オバマ氏は米国が日本化するまでの幕間のピエロ
日本の評論家に「1人2役演じる人を何というか」と聞いても、そんな言葉は大学で習っていないとの答えが返ってくるのではないか。そういう人のことを指して「プラグマティスト(pragmatist=実用主義者)」や、「バランサー(balancer=均衡をとる人)」という言葉がある。
オバマ氏は、バランスをとりながら大統領になったのだから、賢いのだろう。これからの米国もまた、バランスをとりながら壊れないようにするのだろう。壊れたとしても、日本人の目から見れば壊れているが、米国人から見れば「まあこんなものだろう」という米国になっていくのではないか。
米国の何が壊れていくかというと、まずニューヨークの米国が壊れた。「マネー、マネー、ドル、ドル」と言っていた人たちが、普通の米国人から切り捨てられるということである。その普通の米国人たちは、おそらくだんだんと日本人に似てくるのだろう。信用が大事だ、人徳が大事だという動きが米国で始まってくる。
オバマ氏は、そこに至るまでのつなぎをする幕間のピエロである。

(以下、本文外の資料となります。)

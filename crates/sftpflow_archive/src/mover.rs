use std::sync::Arc;

use futures::stream::{self, StreamExt};
use serde::Serialize;
use serde_json::Value;
use sftpflow_contract::{decode_sns_event, SnsEvent};
use sftpflow_providers::ObjectStore;
use tracing::{error, info, warn};

use crate::error::{ArchiveError, MoveFailure, MoveStage};
use crate::plan::{plan_moves, MoveTask};

/// Upper bound on moves in flight within one invocation.
pub const DEFAULT_CONCURRENCY: usize = 64;

#[derive(Debug, Clone, Copy, PartialEq, Eq)]
pub enum Disposition {
    Moved,
    /// The source was already gone and the archive already holds the key,
    /// i.e. a redelivery of a batch that was moved before.
    AlreadyArchived,
}

#[derive(Debug)]
pub struct MoveOutcome {
    pub source_bucket: String,
    /// Key as delivered, still URL-encoded.
    pub source_key: String,
    pub archive_key: String,
    pub result: Result<Disposition, MoveFailure>,
}

impl MoveOutcome {
    pub fn succeeded(&self) -> bool {
        self.result.is_ok()
    }
}

#[derive(Debug, Clone, Serialize, PartialEq, Eq)]
pub struct ArchiveReceipt {
    pub success: bool,
}

#[derive(Clone)]
pub struct ArchiveMover {
    store: Arc<dyn ObjectStore>,
    archive_bucket: String,
    concurrency: usize,
}

impl ArchiveMover {
    pub fn new(store: Arc<dyn ObjectStore>, archive_bucket: impl Into<String>) -> Self {
        Self {
            store,
            archive_bucket: archive_bucket.into(),
            concurrency: DEFAULT_CONCURRENCY,
        }
    }

    pub fn with_concurrency(mut self, concurrency: usize) -> Self {
        self.concurrency = concurrency.max(1);
        self
    }

    pub fn archive_bucket(&self) -> &str {
        &self.archive_bucket
    }

    /// Entry point for one invocation payload from the topic subscription.
    pub async fn handle(&self, payload: Value) -> Result<ArchiveReceipt, ArchiveError> {
        info!(event = %payload, "archive mover received event");
        let result = match decode_sns_event(payload) {
            Ok(event) => self.archive_event(&event).await,
            Err(err) => Err(err.into()),
        };

        if let Err(err) = &result {
            error!(error = %err, "archive mover failed");
        }
        result
    }

    pub async fn archive_event(&self, event: &SnsEvent) -> Result<ArchiveReceipt, ArchiveError> {
        let tasks = plan_moves(event)?;
        info!(
            count = tasks.len(),
            keys = ?tasks.iter().map(|task| task.key.decoded()).collect::<Vec<_>>(),
            "flattened S3 records"
        );
        summarize(self.run(tasks).await)
    }

    /// Run every task concurrently and return outcomes in task order.
    pub async fn run(&self, tasks: Vec<MoveTask>) -> Vec<MoveOutcome> {
        let mut outcomes: Vec<(usize, MoveOutcome)> = stream::iter(tasks.into_iter().enumerate())
            .map(|(idx, task)| async move { (idx, self.move_object(task).await) })
            .buffer_unordered(self.concurrency)
            .collect()
            .await;

        outcomes.sort_by_key(|(idx, _)| *idx);
        outcomes.into_iter().map(|(_, outcome)| outcome).collect()
    }

    async fn move_object(&self, task: MoveTask) -> MoveOutcome {
        let result = self.try_move(&task).await;
        match &result {
            Ok(disposition) => info!(
                bucket = %task.source_bucket,
                key = task.key.decoded(),
                archive = %self.archive_bucket,
                disposition = ?disposition,
                "object archived"
            ),
            Err(failure) => warn!(
                bucket = %task.source_bucket,
                key = task.key.decoded(),
                stage = %failure.stage,
                error = %failure.source,
                "object move failed"
            ),
        }

        MoveOutcome {
            source_bucket: task.source_bucket,
            source_key: task.key.encoded().to_string(),
            archive_key: task.key.decoded().to_string(),
            result,
        }
    }

    /// Copy, then delete. The source is only deleted after a confirmed copy.
    async fn try_move(&self, task: &MoveTask) -> Result<Disposition, MoveFailure> {
        let source = task.key.copy_source(&task.source_bucket);
        let archive_key = task.key.decoded();

        match self
            .store
            .copy_object(&source, &self.archive_bucket, archive_key)
            .await
        {
            Ok(()) => {}
            Err(err) if err.is_not_found() => {
                let archived = self
                    .store
                    .object_exists(&self.archive_bucket, archive_key)
                    .await
                    .map_err(|lookup| MoveFailure::new(MoveStage::Verify, lookup))?;
                if archived {
                    return Ok(Disposition::AlreadyArchived);
                }
                return Err(MoveFailure::new(MoveStage::Copy, err));
            }
            Err(err) => return Err(MoveFailure::new(MoveStage::Copy, err)),
        }

        match self
            .store
            .delete_object(&task.source_bucket, archive_key)
            .await
        {
            Ok(()) => Ok(Disposition::Moved),
            Err(err) if err.is_not_found() => Ok(Disposition::Moved),
            Err(err) => Err(MoveFailure::new(MoveStage::Delete, err)),
        }
    }
}

/// Collapse per-object outcomes into the invocation result. Any failure fails
/// the whole batch so the event source redelivers it.
pub fn summarize(outcomes: Vec<MoveOutcome>) -> Result<ArchiveReceipt, ArchiveError> {
    let total = outcomes.len();
    let failed = outcomes.iter().filter(|outcome| !outcome.succeeded()).count();

    let first = outcomes.into_iter().find_map(|outcome| {
        let MoveOutcome {
            archive_key, result, ..
        } = outcome;
        result.err().map(|failure| (archive_key, failure))
    });

    match first {
        Some((key, first)) => Err(ArchiveError::PartialBatch {
            failed,
            total,
            key,
            first,
        }),
        None => Ok(ArchiveReceipt { success: true }),
    }
}
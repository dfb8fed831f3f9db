use std::sync::Arc;

use lambda_runtime::{run, service_fn, Error, LambdaEvent};
use serde_json::Value;
use sftpflow_hostkey::HostKeyRotator;
use sftpflow_lambda::{host_key_handler, init_tracing};
use sftpflow_providers::{load_sdk_config, SecretsManagerStore, TransferEndpointManager};

#[tokio::main]
async fn main() -> Result<(), Error> {
    init_tracing();

    let sdk_config = load_sdk_config().await;
    let rotator = HostKeyRotator::new(
        Arc::new(SecretsManagerStore::new(&sdk_config)),
        Arc::new(TransferEndpointManager::new(&sdk_config)),
    );

    run(service_fn(|event: LambdaEvent<Value>| host_key_handler(&rotator, event))).await
}
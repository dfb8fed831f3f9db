pub mod env;
pub mod stack;

pub use env::{ArchiveEnv, ARCHIVE_BUCKET_VAR, ARCHIVE_CONCURRENCY_VAR};
pub use stack::{BucketSection, ConfigError, HostKeySection, SftpSection, StackConfig, User};
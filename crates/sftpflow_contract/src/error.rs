use thiserror::Error;

#[derive(Debug, Error)]
pub enum ContractError {
    #[error("invalid {what} payload: {source}")]
    Payload {
        what: &'static str,
        #[source]
        source: serde_json::Error,
    },
    #[error("S3 notification carries no Records")]
    MissingRecords,
    #[error("malformed object key `{key}`: {reason}")]
    MalformedKey { key: String, reason: &'static str },
    #[error("invalid RequestType `{0}`")]
    InvalidRequestType(String),
    #[error("missing {0}")]
    MissingField(&'static str),
}
//! In-process stand-in for the bucket → topic → subscribers fan-out.

pub mod notifier;
pub mod subscribers;
pub mod topic;

pub use notifier::BucketNotifier;
pub use subscribers::{ArchiveSubscriber, Email, EmailSubscriber, MailTransport, RecordingMailTransport};
pub use topic::{RedeliveryPolicy, Subscriber, SubscriptionReport, Topic};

ピエロというと悪口になってしまうが、オバマ氏はリンカーン大統領のゆかりの場所で、「チェンジ、ワン ピープル!」と火の出るような演説をした。つまり、リンカーン大統領は南北戦争を通じて「一つの米国」をつくり上げたと言ったのである。分かれ争う国は立たず、と。リンカーンが南北戦争をしたときの看板は、奴隷解放ではなく、「分かれ争う家は立たず」だった。
その、米国を一つにして暗殺されたリンカーンゆかりの場所で、オバマ氏は大演説をぶった。「米国を一つにするためにわたしは命を賭けている、暗殺されてもいいんだ」と、みんながそう思うように演じた。それがただのパフォーマンスなのかどうかは、当選が決まってすぐ、オバマ氏が側近に「わたしが暗殺されないようにガードマンを2倍にしてほしい」と言ったことから読み取れる。
とにかく、1月20日にオバマ氏が就任式と施政方針演説をして、まもなく暗殺されるだろうと、まことしやかにいわれている。もしそうなったら、オバマ氏はピエロでなく英雄になる。